**ASSIGNMENT:**
Determine the number of lines in the following entries that hold the word "Mutex". Give only that number.

------------

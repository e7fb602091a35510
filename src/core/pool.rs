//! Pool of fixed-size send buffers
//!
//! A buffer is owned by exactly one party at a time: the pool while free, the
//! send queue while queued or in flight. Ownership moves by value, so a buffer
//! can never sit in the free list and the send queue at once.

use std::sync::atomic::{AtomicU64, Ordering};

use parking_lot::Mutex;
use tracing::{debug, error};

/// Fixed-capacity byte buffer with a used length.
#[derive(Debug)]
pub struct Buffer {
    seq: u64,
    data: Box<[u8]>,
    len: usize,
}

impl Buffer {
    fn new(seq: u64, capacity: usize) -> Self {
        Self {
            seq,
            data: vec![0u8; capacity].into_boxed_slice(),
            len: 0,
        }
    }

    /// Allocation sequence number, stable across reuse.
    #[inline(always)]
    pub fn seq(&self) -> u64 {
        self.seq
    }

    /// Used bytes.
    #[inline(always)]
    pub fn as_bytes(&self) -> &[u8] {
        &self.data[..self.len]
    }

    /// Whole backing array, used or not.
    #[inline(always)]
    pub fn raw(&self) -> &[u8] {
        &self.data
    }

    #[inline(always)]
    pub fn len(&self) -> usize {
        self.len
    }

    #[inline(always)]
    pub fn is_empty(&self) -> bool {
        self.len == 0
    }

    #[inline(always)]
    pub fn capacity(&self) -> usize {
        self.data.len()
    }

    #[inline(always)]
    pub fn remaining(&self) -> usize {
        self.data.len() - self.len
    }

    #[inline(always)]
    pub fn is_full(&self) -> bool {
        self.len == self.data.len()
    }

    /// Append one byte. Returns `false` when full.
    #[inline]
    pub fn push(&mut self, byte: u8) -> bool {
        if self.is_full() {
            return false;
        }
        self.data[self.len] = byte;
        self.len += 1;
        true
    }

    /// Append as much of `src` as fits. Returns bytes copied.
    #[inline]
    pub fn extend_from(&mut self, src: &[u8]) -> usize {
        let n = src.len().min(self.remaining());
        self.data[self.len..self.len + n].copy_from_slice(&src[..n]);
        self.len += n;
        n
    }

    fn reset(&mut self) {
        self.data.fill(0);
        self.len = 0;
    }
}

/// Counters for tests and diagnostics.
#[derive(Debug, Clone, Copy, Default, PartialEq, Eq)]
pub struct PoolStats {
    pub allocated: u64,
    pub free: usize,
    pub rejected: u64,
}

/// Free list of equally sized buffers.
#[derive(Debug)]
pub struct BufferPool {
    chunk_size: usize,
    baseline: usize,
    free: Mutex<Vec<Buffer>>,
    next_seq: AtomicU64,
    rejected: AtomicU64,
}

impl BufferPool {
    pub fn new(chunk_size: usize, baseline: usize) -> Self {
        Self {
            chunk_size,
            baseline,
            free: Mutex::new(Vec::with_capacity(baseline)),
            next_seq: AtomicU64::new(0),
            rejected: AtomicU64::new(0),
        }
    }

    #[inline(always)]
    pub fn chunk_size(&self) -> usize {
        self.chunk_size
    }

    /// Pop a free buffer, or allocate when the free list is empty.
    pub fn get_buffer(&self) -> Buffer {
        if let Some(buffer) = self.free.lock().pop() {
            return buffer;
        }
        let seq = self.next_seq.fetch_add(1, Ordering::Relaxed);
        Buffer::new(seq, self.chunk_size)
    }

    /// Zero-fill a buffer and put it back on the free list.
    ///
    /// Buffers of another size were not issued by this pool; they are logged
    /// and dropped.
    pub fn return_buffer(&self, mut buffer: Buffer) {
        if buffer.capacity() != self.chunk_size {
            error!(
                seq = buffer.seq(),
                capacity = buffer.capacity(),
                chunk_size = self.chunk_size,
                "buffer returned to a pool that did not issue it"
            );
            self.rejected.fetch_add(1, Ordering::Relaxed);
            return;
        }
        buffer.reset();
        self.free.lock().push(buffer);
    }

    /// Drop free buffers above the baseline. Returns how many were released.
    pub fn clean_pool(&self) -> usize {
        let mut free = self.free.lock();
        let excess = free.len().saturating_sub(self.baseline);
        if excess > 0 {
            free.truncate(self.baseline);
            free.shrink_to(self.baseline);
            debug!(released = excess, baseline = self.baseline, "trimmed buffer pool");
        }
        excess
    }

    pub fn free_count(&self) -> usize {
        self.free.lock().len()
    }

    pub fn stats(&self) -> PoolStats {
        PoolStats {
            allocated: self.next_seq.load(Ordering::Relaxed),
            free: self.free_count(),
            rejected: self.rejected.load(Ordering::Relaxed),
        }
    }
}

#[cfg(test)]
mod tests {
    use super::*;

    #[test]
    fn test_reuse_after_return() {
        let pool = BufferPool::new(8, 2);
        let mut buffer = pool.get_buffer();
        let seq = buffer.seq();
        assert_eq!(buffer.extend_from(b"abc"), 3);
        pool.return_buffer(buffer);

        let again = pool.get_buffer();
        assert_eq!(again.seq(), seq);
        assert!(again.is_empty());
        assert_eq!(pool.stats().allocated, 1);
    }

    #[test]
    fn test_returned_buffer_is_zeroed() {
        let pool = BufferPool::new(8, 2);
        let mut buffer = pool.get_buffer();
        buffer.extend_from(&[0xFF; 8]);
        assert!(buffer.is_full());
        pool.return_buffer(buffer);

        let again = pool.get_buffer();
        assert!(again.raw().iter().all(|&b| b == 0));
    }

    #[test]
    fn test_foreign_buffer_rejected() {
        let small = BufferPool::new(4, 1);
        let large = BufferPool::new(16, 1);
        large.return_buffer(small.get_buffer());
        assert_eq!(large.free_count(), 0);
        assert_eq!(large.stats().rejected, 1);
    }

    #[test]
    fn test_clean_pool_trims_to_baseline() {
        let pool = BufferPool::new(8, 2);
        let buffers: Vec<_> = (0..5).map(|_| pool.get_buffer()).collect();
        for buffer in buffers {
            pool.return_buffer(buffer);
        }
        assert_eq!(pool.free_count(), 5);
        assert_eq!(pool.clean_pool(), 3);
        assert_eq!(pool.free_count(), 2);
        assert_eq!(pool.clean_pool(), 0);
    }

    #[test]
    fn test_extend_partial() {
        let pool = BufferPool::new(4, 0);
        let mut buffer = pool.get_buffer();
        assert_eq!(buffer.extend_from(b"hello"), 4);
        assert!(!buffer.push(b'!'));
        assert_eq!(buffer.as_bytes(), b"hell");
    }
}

------------

**EXERCISE OUTPUT:**
3